Remember Odysseus and the Lotus Eaters
28 April 2014 | by HitchcocSee all my reviews

Kirk and Spock find themselves on a planet where no living thing should exist. In contrast, there seems to be vegetation and a thriving population. There is another surprise. A beautiful young woman played by Jill Ireland, who once had a thing for Spock, is on the planet. Also, on the planet is a sort of flower that when approached, fires spores, causing a sense of utter euphoria in the recipient. Most of the crew are infected with these spores which causes them to loll around, forgetting their duties. Spock, though initially traumatized, falls in with the rest.
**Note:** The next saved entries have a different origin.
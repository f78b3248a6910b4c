//! Periodic retention sweep (spec §4.3, component C3).
//!
//! Structurally the same fire-and-forget task as the teacher's
//! `retention_enforcer::spawn_retention_enforcer` — spawn, `tokio::time::interval`,
//! loop-and-log-on-error — generalised to run against the embedded store
//! instead of ClickHouse and to stop cleanly on a cancellation signal instead
//! of running forever.

use std::sync::Arc;
use std::time::Duration;

use tokio_util::sync::CancellationToken;

use crate::store::Store;

/// Spawns the retention loop as a background task. Returns its `JoinHandle`
/// so the caller can await a clean stop during shutdown.
pub fn spawn_retention_loop(
    store: Arc<Store>,
    cleanup_interval: Duration,
    retention: Duration,
    cancel: CancellationToken,
) -> tokio::task::JoinHandle<()> {
    tokio::spawn(async move {
        let mut interval = tokio::time::interval(cleanup_interval);
        interval.set_missed_tick_behavior(tokio::time::MissedTickBehavior::Delay);

        loop {
            tokio::select! {
                _ = interval.tick() => {
                    match store.cleanup(retention).await {
                        Ok(deleted) => {
                            if deleted > 0 {
                                tracing::info!(deleted, "retention sweep removed expired rows");
                            }
                        }
                        Err(e) => tracing::error!("retention sweep failed: {e}"),
                    }
                }
                _ = cancel.cancelled() => {
                    // Shutdown: return without logging the expected cancellation.
                    return;
                }
            }
        }
    })
}

#[cfg(test)]
mod tests {
    use super::*;

    #[tokio::test]
    async fn loop_stops_promptly_on_cancellation() {
        let dir = tempfile::tempdir().unwrap();
        let store = Arc::new(Store::open(dir.path().join("t.db")).await.unwrap());
        let cancel = CancellationToken::new();
        let handle = spawn_retention_loop(
            store,
            Duration::from_secs(3600),
            Duration::from_secs(3600),
            cancel.clone(),
        );
        cancel.cancel();
        tokio::time::timeout(Duration::from_secs(2), handle)
            .await
            .expect("retention loop should stop promptly after cancellation")
            .unwrap();
    }
}
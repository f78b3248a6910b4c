//! Tempo-compatible trace endpoints (spec §4.4, component C4).
//!
//! Follows the teacher's `handlers/traces.rs` shape — `State`/`Path`/`Query`
//! extractors, a `Result<impl IntoResponse, _>` handler signature — with the
//! error tuple replaced by the centralised [`crate::error::GotelError`].

use std::sync::OnceLock;

use axum::extract::{Path, Query, State};
use axum::response::IntoResponse;
use axum::Json;
use serde::Deserialize;
use serde_json::json;

use crate::error::{GotelError, GotelResult};
use crate::store::{SpanFilter, TraceSearchFilter};
use crate::tempo;
use crate::AppState;

use super::clamp_limit;

#[derive(Debug, Deserialize, Default)]
pub struct SearchParams {
    pub service: Option<String>,
    pub operation: Option<String>,
    pub tags: Option<String>,
    pub q: Option<String>,
    pub start: Option<i64>,
    pub end: Option<i64>,
    pub limit: Option<u32>,
}

pub async fn get_trace(
    State(state): State<AppState>,
    Path(trace_id): Path<String>,
) -> GotelResult<impl IntoResponse> {
    if trace_id.is_empty() {
        return Err(GotelError::Input("trace id must not be empty".to_string()));
    }
    let spans = state.store.query_trace_by_id(&state.cancel, &trace_id).await?;
    if spans.is_empty() {
        return Err(GotelError::NotFound("trace not found".to_string()));
    }
    Ok(Json(tempo::spans_to_envelope(&spans)))
}

pub async fn get_trace_v2(
    State(state): State<AppState>,
    Path(trace_id): Path<String>,
) -> GotelResult<impl IntoResponse> {
    if trace_id.is_empty() {
        return Err(GotelError::Input("trace id must not be empty".to_string()));
    }
    let spans = state.store.query_trace_by_id(&state.cancel, &trace_id).await?;
    if spans.is_empty() {
        return Err(GotelError::NotFound("trace not found".to_string()));
    }
    let envelope = tempo::spans_to_envelope(&spans);
    Ok(Json(json!({ "trace": envelope })))
}

pub async fn search_traces(
    State(state): State<AppState>,
    Query(params): Query<SearchParams>,
) -> GotelResult<impl IntoResponse> {
    let summaries = run_search(&state, &params, 10_000).await?;
    let body: Vec<_> = summaries
        .into_iter()
        .map(|s| {
            json!({
                "traceID": s.trace_id,
                "rootServiceName": s.root_service_name,
                "rootTraceName": s.root_trace_name,
                "startTimeUnixNano": s.start_time_unix_nano.to_string(),
                "durationMs": s.duration_ms,
            })
        })
        .collect();
    Ok(Json(body))
}

/// `/api/traces` without an id: UI-oriented projection over the same
/// search, with its own max limit (spec §4.4 "List traces").
pub async fn list_traces(
    State(state): State<AppState>,
    Query(params): Query<SearchParams>,
) -> GotelResult<impl IntoResponse> {
    let summaries = run_search(&state, &params, 1_000).await?;
    let body: Vec<_> = summaries
        .into_iter()
        .map(|s| {
            json!({
                "trace_id": s.trace_id,
                "span_name": s.root_trace_name,
                "service_name": s.root_service_name,
                "duration_ms": s.duration_ms,
                "status_code": s.status_code,
                "span_count": s.span_count,
                "start_time": s.start_time_unix_nano,
            })
        })
        .collect();
    Ok(Json(body))
}

async fn run_search(
    state: &AppState,
    params: &SearchParams,
    max_limit: u32,
) -> GotelResult<Vec<crate::store::TraceSummary>> {
    let service = resolve_service(params);
    let operation = discard_wildcard(params.operation.clone());

    let filter = TraceSearchFilter {
        service,
        operation,
        min_start_ns: params.start.map(|s| s * 1_000_000_000),
        max_start_ns: params.end.map(|e| e * 1_000_000_000),
        limit: clamp_limit(params.limit, 20, max_limit),
    };
    state
        .store
        .search_traces(&state.cancel, filter)
        .await
        .map_err(GotelError::from)
}

fn discard_wildcard(value: Option<String>) -> Option<String> {
    value.filter(|v| v != "*" && v != ".*")
}

/// Resolves the effective service filter: explicit `service` param first,
/// then `tags` logfmt, then a `q` TraceQL-fragment regex (spec §4.4
/// "Search traces" pre-processing).
fn resolve_service(params: &SearchParams) -> Option<String> {
    if let Some(service) = discard_wildcard(params.service.clone()) {
        if !service.is_empty() {
            return Some(service);
        }
    }
    if let Some(tags) = &params.tags {
        if let Some(service) = parse_logfmt_service(tags) {
            return Some(service);
        }
    }
    if let Some(q) = &params.q {
        if let Some(service) = parse_traceql_service(q) {
            return Some(service);
        }
    }
    None
}

fn parse_logfmt_service(tags: &str) -> Option<String> {
    for token in tags.split_whitespace() {
        let (key, value) = token.split_once('=')?;
        if key == "service.name" || key == "resource.service.name" {
            return Some(value.trim_matches('"').to_string());
        }
    }
    None
}

fn traceql_service_regex() -> &'static regex::Regex {
    static RE: OnceLock<regex::Regex> = OnceLock::new();
    RE.get_or_init(|| {
        regex::Regex::new(r#"(?:resource\.)?service\.name\s*=\s*"([^"]+)""#)
            .expect("static regex is valid")
    })
}

fn parse_traceql_service(q: &str) -> Option<String> {
    traceql_service_regex()
        .captures(q)
        .map(|c| c[1].to_string())
}

/// `/api/services`.
pub async fn list_services(State(state): State<AppState>) -> GotelResult<impl IntoResponse> {
    let services = state.store.list_services(&state.cancel).await?;
    Ok(Json(services))
}

/// `/api/search/tags`, `/api/v2/search/tags` — only `service.name` is
/// advertised as a searchable tag.
pub async fn list_tag_names() -> impl IntoResponse {
    Json(json!(["service.name"]))
}

pub async fn list_tag_names_v2() -> impl IntoResponse {
    Json(json!({ "tagNames": ["service.name"] }))
}

/// `/api/search/tag/{tag}/values`.
pub async fn tag_values(
    State(state): State<AppState>,
    Path(tag): Path<String>,
) -> GotelResult<impl IntoResponse> {
    if tag != "service.name" && tag != "resource.service.name" {
        return Err(GotelError::NotFound("unsupported tag".to_string()));
    }
    let services = state.store.list_services(&state.cancel).await?;
    Ok(Json(services))
}

/// `/api/v2/search/tag/{tag}/values` — each value wrapped in `{type, value}`.
pub async fn tag_values_v2(
    State(state): State<AppState>,
    Path(tag): Path<String>,
) -> GotelResult<impl IntoResponse> {
    if tag != "service.name" && tag != "resource.service.name" {
        return Err(GotelError::NotFound("unsupported tag".to_string()));
    }
    let services = state.store.list_services(&state.cancel).await?;
    let values: Vec<_> = services
        .into_iter()
        .map(|name| json!({ "type": "string", "value": name }))
        .collect();
    Ok(Json(json!({ "tagValues": values })))
}

#[derive(Debug, Deserialize, Default)]
pub struct SpanListParams {
    pub service: Option<String>,
    pub limit: Option<u32>,
}

/// `/api/spans`.
pub async fn list_spans(
    State(state): State<AppState>,
    Query(params): Query<SpanListParams>,
) -> GotelResult<impl IntoResponse> {
    let filter = SpanFilter {
        service: params.service,
        limit: clamp_limit(params.limit, 100, 1_000),
        ..Default::default()
    };
    let spans = state.store.query_spans(&state.cancel, filter).await?;
    Ok(Json(spans))
}

/// `/api/exceptions`.
pub async fn list_exceptions(State(state): State<AppState>) -> GotelResult<impl IntoResponse> {
    let filter = SpanFilter {
        status_code: Some(2),
        limit: 1_000,
        ..Default::default()
    };
    let spans = state.store.query_spans(&state.cancel, filter).await?;

    let mut records = Vec::new();
    for span in &spans {
        let exception_events: Vec<_> = span.events.iter().filter(|e| e.is_exception()).collect();
        if exception_events.is_empty() {
            records.push(json!({
                "trace_id": span.trace_id,
                "span_id": span.span_id,
                "service_name": span.service_name,
                "exception_type": serde_json::Value::Null,
                "message": span.status.message,
                "stack_trace": serde_json::Value::Null,
                "timestamp_ms": span.start_time_unix_nano / 1_000_000,
                "severity": "critical",
            }));
            continue;
        }
        for event in exception_events {
            let get_attr = |key: &str| {
                event
                    .attributes
                    .get(key)
                    .map(crate::store::models::attribute_to_display_string)
            };
            records.push(json!({
                "trace_id": span.trace_id,
                "span_id": span.span_id,
                "service_name": span.service_name,
                "exception_type": get_attr("exception.type"),
                "message": get_attr("exception.message"),
                "stack_trace": get_attr("exception.stacktrace"),
                "timestamp_ms": event.time_unix_nano / 1_000_000,
                "severity": "critical",
            }));
        }
    }
    Ok(Json(records))
}

#[cfg(test)]
mod tests {
    use super::*;

    #[test]
    fn logfmt_extracts_service_name_and_trims_quotes() {
        let tags = r#"env=prod service.name="checkout-svc" region=us"#;
        assert_eq!(parse_logfmt_service(tags), Some("checkout-svc".to_string()));
    }

    #[test]
    fn logfmt_falls_back_to_resource_prefixed_key() {
        let tags = r#"resource.service.name=checkout-svc"#;
        assert_eq!(parse_logfmt_service(tags), Some("checkout-svc".to_string()));
    }

    #[test]
    fn traceql_fragment_extracts_quoted_service_name() {
        let q = r#"{ resource.service.name = "checkout-svc" && span.http.status_code = 500 }"#;
        assert_eq!(parse_traceql_service(q), Some("checkout-svc".to_string()));
    }

    #[test]
    fn wildcard_service_is_discarded() {
        assert_eq!(discard_wildcard(Some("*".to_string())), None);
        assert_eq!(discard_wildcard(Some(".*".to_string())), None);
        assert_eq!(discard_wildcard(Some("checkout".to_string())), Some("checkout".to_string()));
    }
}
He picks up his romance with the young woman and announces that he has never been happy before. His deep human side is being exposed. Soon Kirk, who has somehow avoided the spores, is the only one left on the Enterprise. He can't possibly manage the ship by itself and the crew is unwilling to have anything to do with assisting him. He is bewildered but doesn't know what to do. Fortunately, as luck would have it, McCoy has brought some of the flowers on board and Kirk is dispatched by one of them. This leads to the solution to the problem.

In some ways this is quite sad because of Spock's experience with love and the loss of it. The positive is that we get to see Leonard Nimoy stretch himself a bit, not playing the stolid Vulcan all the time.